A $t$-test in the general linear model tests a linear combination $\psi = \sum c_{j} \beta_{j}$ of the parameters against a hypothesized value $\psi_{0}$ under the null hypothesis. Choosing $c = (0, 1)'$, we can thus test the hypothesis that $\beta_{2} = 0$ (the usual test for the slope parameter), i.e. here, $\mu_{2} - \mu_{1} = 0$. The estimator is $\hat{\psi} = \sum c_{j} \hat{\beta}_{j}$, where $\hat{\beta} = (X'X)^{-1} X' y$ are the OLS estimates for the parameters. The general test statistic for such $\psi$ is:
$$
t = \frac{\hat{\psi} - \psi_{0}}{\hat{\sigma} \sqrt{c' (X'X)^{-1} c}}
$$
$\hat{\sigma}^{2} = \|e\|^{2} / (n-\mathrm{Rank}(X))$ is an unbiased estimator for the error variance, where $\|e\|^{2}$ is the sum of the squared residuals. In the case of two groups $\mathrm{Rank}(X) = 2$, $(X'X)^{-1} X' = \left(\begin{smallmatrix}.5 & .5 & 0 & 0 \\-.5 & -.5 & .5 & .5\end{smallmatrix}\right)$, and the estimators thus are $\hat{\beta}_{0} = 0.5 y_{1} + 0.5 y_{2} = M_{1}$ and $\hat{\beta}_{2} = -0.5 y_{1} - 0.5 y_{2} + 0.5 y_{3} + 0.5 y_{4} = M_{2} - M_{1}$. With $c' (X'X)^{-1} c$ being 1 in our case, the test statistic becomes:
$$
t = \frac{M_{2} - M_{1} - 0}{\hat{\sigma}} = \frac{M_{2} - M_{1}}{\sqrt{\|e\|^{2} / (n-2)}}
$$
$t$ is $t$-distributed with $n - \mathrm{Rank}(X)$ df (here $n-2$). When you square $t$, you get $\frac{(M_{2} - M_{1})^{2} / 1}{\|e\|^{2} / (n-2)} = \frac{SS_{b} / df_{b}}{SS_{w} / df_{w}} = F$, the test statistic from the ANOVA $F$-test for two groups ($b$ for between, $w$ for within groups) which follows an $F$-distribution with 1 and $n - \mathrm{Rank}(X)$ df.
With more than two groups, the ANOVA hypothesis (all $\beta_{j}$ are simultaneously 0, with $1 \leq j$) refers to more than one parameter and cannot be expressed as a linear combination $\psi$, so then the tests are not equivalent.
this looks like that actually the intercepts are compared and not the slopes?

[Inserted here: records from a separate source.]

//! Tests for cleanup.

use crate::support::*;

#[test]
fn test_cleanup_removes_artifacts() {
    let t = Test::with_env(SAMPLE_ENV);
    t.write("tmp-database-secrets.json", "{}");
    t.write("tmp-thothix-app-policy.hcl", "path \"x\" {}");

    let output = t.cleanup();
    assert_success(&output);
    assert_stdout_contains(&output, "removed");

    assert!(!t.exists("tmp-database-secrets.json"));
    assert!(!t.exists("tmp-thothix-app-policy.hcl"));
    assert!(t.exists(".env"));
}

#[test]
fn test_cleanup_leaves_other_files() {
    let t = Test::new();
    t.write("secrets.json", "{}");
    t.write("tmp-notes.txt", "");

    let output = t.cleanup();
    assert_success(&output);
    assert_stdout_contains(&output, "nothing to clean");
    assert!(t.exists("secrets.json"));
    assert!(t.exists("tmp-notes.txt"));
}

#[test]
fn test_cleanup_other_directory() {
    let t = Test::new();
    std::fs::create_dir(t.dir.path().join("build")).unwrap();
    t.write("build/tmp-redis-secrets.json", "{}");

    let output = t
        .cmd()
        .args(["cleanup", "--yes", "--dir", "build"])
        .output()
        .unwrap();
    assert_success(&output);
    assert!(!t.exists("build/tmp-redis-secrets.json"));
}
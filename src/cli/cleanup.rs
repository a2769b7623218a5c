//! Cleanup command.
//!
//! Removes `tmp-*-secrets.json` and `tmp-*-policy.hcl` files that older
//! tooling staged next to the configuration. Only the top level of the
//! directory is searched.

use std::io;
use std::path::{Path, PathBuf};

use dialoguer::Confirm;
use tracing::debug;

use crate::cli::output;
use crate::core::constants::TEMP_ARTIFACT_PATTERNS;
use crate::error::{Error, Result};

/// Remove leftover temporary files from `dir`.
pub fn execute(dir: &Path, yes: bool) -> Result<()> {
    let artifacts = find_artifacts(dir)?;

    if artifacts.is_empty() {
        output::dimmed("nothing to clean");
        return Ok(());
    }

    if !yes && !confirm(&artifacts)? {
        output::hint("Cancelled");
        return Ok(());
    }

    let mut failed = 0;
    for path in &artifacts {
        let shown = output::path(&path.display().to_string());
        match std::fs::remove_file(path) {
            Ok(()) => output::success(&format!("removed {}", shown)),
            Err(e) => {
                failed += 1;
                output::error(&format!("cannot remove {}: {}", shown, e));
            }
        }
    }

    if failed > 0 {
        return Err(Error::Io(io::Error::new(
            io::ErrorKind::Other,
            format!("{} file(s) could not be removed", failed),
        )));
    }
    Ok(())
}

/// Matching files directly under `dir`, sorted by name.
pub fn find_artifacts(dir: &Path) -> Result<Vec<PathBuf>> {
    let mut found = Vec::new();
    for entry in std::fs::read_dir(dir)? {
        let entry = entry?;
        if !entry.file_type()?.is_file() {
            continue;
        }
        let name = entry.file_name();
        if is_artifact(&name.to_string_lossy()) {
            debug!(file = %name.to_string_lossy(), "temporary artifact");
            found.push(entry.path());
        }
    }
    found.sort();
    Ok(found)
}

/// Whether a file name matches one of the temporary artifact patterns.
pub fn is_artifact(name: &str) -> bool {
    TEMP_ARTIFACT_PATTERNS.iter().any(|(prefix, suffix)| {
        name.len() >= prefix.len() + suffix.len()
            && name.starts_with(prefix)
            && name.ends_with(suffix)
    })
}

fn confirm(artifacts: &[PathBuf]) -> Result<bool> {
    println!("The following files will be removed:");
    for path in artifacts {
        output::list_item(&path.display().to_string());
    }
    println!();

    Confirm::new()
        .with_prompt(format!(
            "Remove {} file{}?",
            artifacts.len(),
            if artifacts.len() == 1 { "" } else { "s" }
        ))
        .default(false)
        .interact()
        .map_err(|e| Error::Io(io::Error::new(io::ErrorKind::Other, e.to_string())))
}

Your confusion there relates to the fact that you must be very careful to be clear about which intercepts and slopes you mean (intercept of what? slope of what?).
The role of a coefficient of a 0-1 dummy in a regression can be thought of both as a slope and as a difference of intercepts, simply by changing how you think about the model.
Let's simplify things as far as possible, by considering a two-sample case.
We can still do one-way ANOVA with two samples but it turns out to essentially be the same as a two-tailed two sample t-test (the equal variance case).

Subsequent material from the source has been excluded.